With Office System 2003, Microsoft hopes to transform the Office franchise into a real application development platform, a plan it hopes to make more concrete at next week’s first Microsoft Office System Developer Conference in Redmond, Wash.
That brings up the perennial question: Can small ISVs profit in a world where the platform continues to leap up the application stack?
Microsoft insists that regardless of how many functions it crams into its core applications, there will always be "white space" in which ISVs can add their own value. The vendor has spent millions extending Office beyond Word, Excel and PowerPoint to tools and servers. While this isn’t the first time it has tried to make Office a platform, partners say it may be the first time it succeeds.
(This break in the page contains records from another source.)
use crate::report::{run_eligibility_report, EligibleArgs};
use crate::server;
use clap::{Args, Parser, Subcommand};
use scheme_eligibility::error::AppError;
use std::path::PathBuf;

#[derive(Parser, Debug)]
#[command(
    name = "Scheme Eligibility Service",
    about = "Match applicants to the financial-assistance schemes they qualify for",
    version
)]
struct Cli {
    #[command(subcommand)]
    command: Option<Command>,
}

#[derive(Subcommand, Debug)]
enum Command {
    /// Start the HTTP service (default command)
    Serve(ServeArgs),
    /// Print the schemes an applicant from a seed file qualifies for
    Eligible(EligibleArgs),
}

#[derive(Args, Debug, Default)]
pub(crate) struct ServeArgs {
    /// Override the configured host for the HTTP server
    #[arg(long)]
    pub(crate) host: Option<String>,
    /// Override the configured port for the HTTP server
    #[arg(long)]
    pub(crate) port: Option<u16>,
    /// JSON seed file with applicants and schemes to load at startup
    #[arg(long)]
    pub(crate) seed: Option<PathBuf>,
}

pub(crate) async fn run() -> Result<(), AppError> {
    let cli = Cli::parse();
    let command = cli
        .command
        .unwrap_or_else(|| Command::Serve(ServeArgs::default()));

    match command {
        Command::Serve(args) => server::run(args).await,
        Command::Eligible(args) => run_eligibility_report(args),
    }
}
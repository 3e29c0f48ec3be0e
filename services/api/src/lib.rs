mod cli;
mod infra;
mod report;
mod routes;
mod server;

use scheme_eligibility::error::AppError;

pub async fn run() -> Result<(), AppError> {
    cli::run().await
}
Rich Glew, director of marketing for Information Worker Partners at Microsoft, said what’s different now is that the 15-month-old Office 2003 "isn’t your father’s Office."
He ticks off the lineup: "We’ve got the Office System Development Kit, ASP.Net support, SharePoint technologies and native Web Parts support. We’ve got our own XML schema, and support for XML with InfoPath, and the entire Visual Studio Tools for Office, as well as new back-end integration with the Information Bridge Framework." Phew.
The beauty of Word or Excel front ends is that customers can keep using a familiar interface even as more back-end functions and data are exposed to it. The flip side, as critics point out, is that the Word/Excel/PowerPoint combination remains the world’s fattest, most resource-intensive client.